Jsonp break through the same-origin policy for cross-domain access requests

Cross-domain access issues, I believe everyone has encountered. This is a very tricky question. But however persuasive, outsmart, there is always a solution to this kind of problem. Recently I have come into contact with this problem, the solution is AJAX+JSONP.
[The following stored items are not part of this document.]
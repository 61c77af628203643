use crate::graph::{BlockId, ConnectionId, PinId};
use std::fmt;
use thiserror::Error;

/// Why two pins may not be joined by a connection.
#[derive(Debug, Clone, Copy, PartialEq, Eq)]
pub enum ConnectionRule {
    /// Start and end are the same pin
    SamePin,
    /// Both pins are inputs or both are outputs
    DirectionMismatch,
    /// Pins carry different signal types (e.g. digital vs analogue)
    SignalTypeMismatch,
    /// The pin already takes part in another connection
    PinOccupied { block: BlockId, pin: PinId },
}

impl fmt::Display for ConnectionRule {
    fn fmt(&self, f: &mut fmt::Formatter<'_>) -> fmt::Result {
        match self {
            Self::SamePin => write!(f, "cannot connect a pin to itself"),
            Self::DirectionMismatch => write!(f, "must connect an output to an input"),
            Self::SignalTypeMismatch => write!(f, "signal types do not match"),
            Self::PinOccupied { block, pin } => {
                write!(f, "pin {} on block {} is already connected", pin, block)
            }
        }
    }
}

/// Errors raised by the graph model, the template registry and the designer.
#[derive(Error, Debug, Clone, PartialEq, Eq)]
pub enum FlowError {
    #[error("Incompatible connection: {0}")]
    IncompatibleConnection(ConnectionRule),

    #[error("Connection {connection:?} refers to missing block {block} (pin {pin:?})")]
    DanglingReference {
        connection: Option<ConnectionId>,
        block: BlockId,
        pin: Option<PinId>,
    },

    #[error("Block type '{0}' is not registered")]
    UnknownTemplate(String),

    #[error("Block {0} not found")]
    UnknownBlock(BlockId),

    #[error("Block {0} already exists")]
    DuplicateBlock(BlockId),

    #[error("Connection {0} not found")]
    UnknownConnection(ConnectionId),
}

impl From<ConnectionRule> for FlowError {
    fn from(rule: ConnectionRule) -> Self {
        FlowError::IncompatibleConnection(rule)
    }
}

pub type Result<T, E = FlowError> = std::result::Result<T, E>;

#[cfg(test)]
mod tests {
    use super::*;
    use uuid::Uuid;

    #[test]
    fn test_rule_display() {
        assert_eq!(
            ConnectionRule::DirectionMismatch.to_string(),
            "must connect an output to an input"
        );
        assert_eq!(
            ConnectionRule::SignalTypeMismatch.to_string(),
            "signal types do not match"
        );
        assert_eq!(ConnectionRule::SamePin.to_string(), "cannot connect a pin to itself");
    }

    #[test]
    fn test_error_display_names_rule() {
        let err = FlowError::from(ConnectionRule::DirectionMismatch);
        assert_eq!(
            err.to_string(),
            "Incompatible connection: must connect an output to an input"
        );
    }

    #[test]
    fn test_unknown_template_display() {
        let err = FlowError::UnknownTemplate("nand".into());
        assert_eq!(err.to_string(), "Block type 'nand' is not registered");
    }

    #[test]
    fn test_duplicate_block_display() {
        let err = FlowError::DuplicateBlock(Uuid::nil());
        assert_eq!(err.to_string(), format!("Block {} already exists", Uuid::nil()));
    }

    #[test]
    fn test_dangling_reference_mentions_block() {
        let block = Uuid::nil();
        let err = FlowError::DanglingReference {
            connection: None,
            block,
            pin: None,
        };
        assert!(err.to_string().contains(&block.to_string()));
    }
}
Speaking of this problem, we have to say " homologous Strategy", which is a famous security policy proposed by Netscape.Same-origin. This policy is now used by all JavaScript-enabled browsers. The so-called homologous, it is necessary agreement, domain name, port are consistent, is called homologous. For example: http://www.12306.cn and https://www.12306.cn, because the protocol is inconsistent, it is not homologous. Http://127.0.0.1:8080/test1 and Http://localhost:8080/test1 also do not belong to the same origin, because the domain name is inconsistent. The port is different, of course, is not called homologous.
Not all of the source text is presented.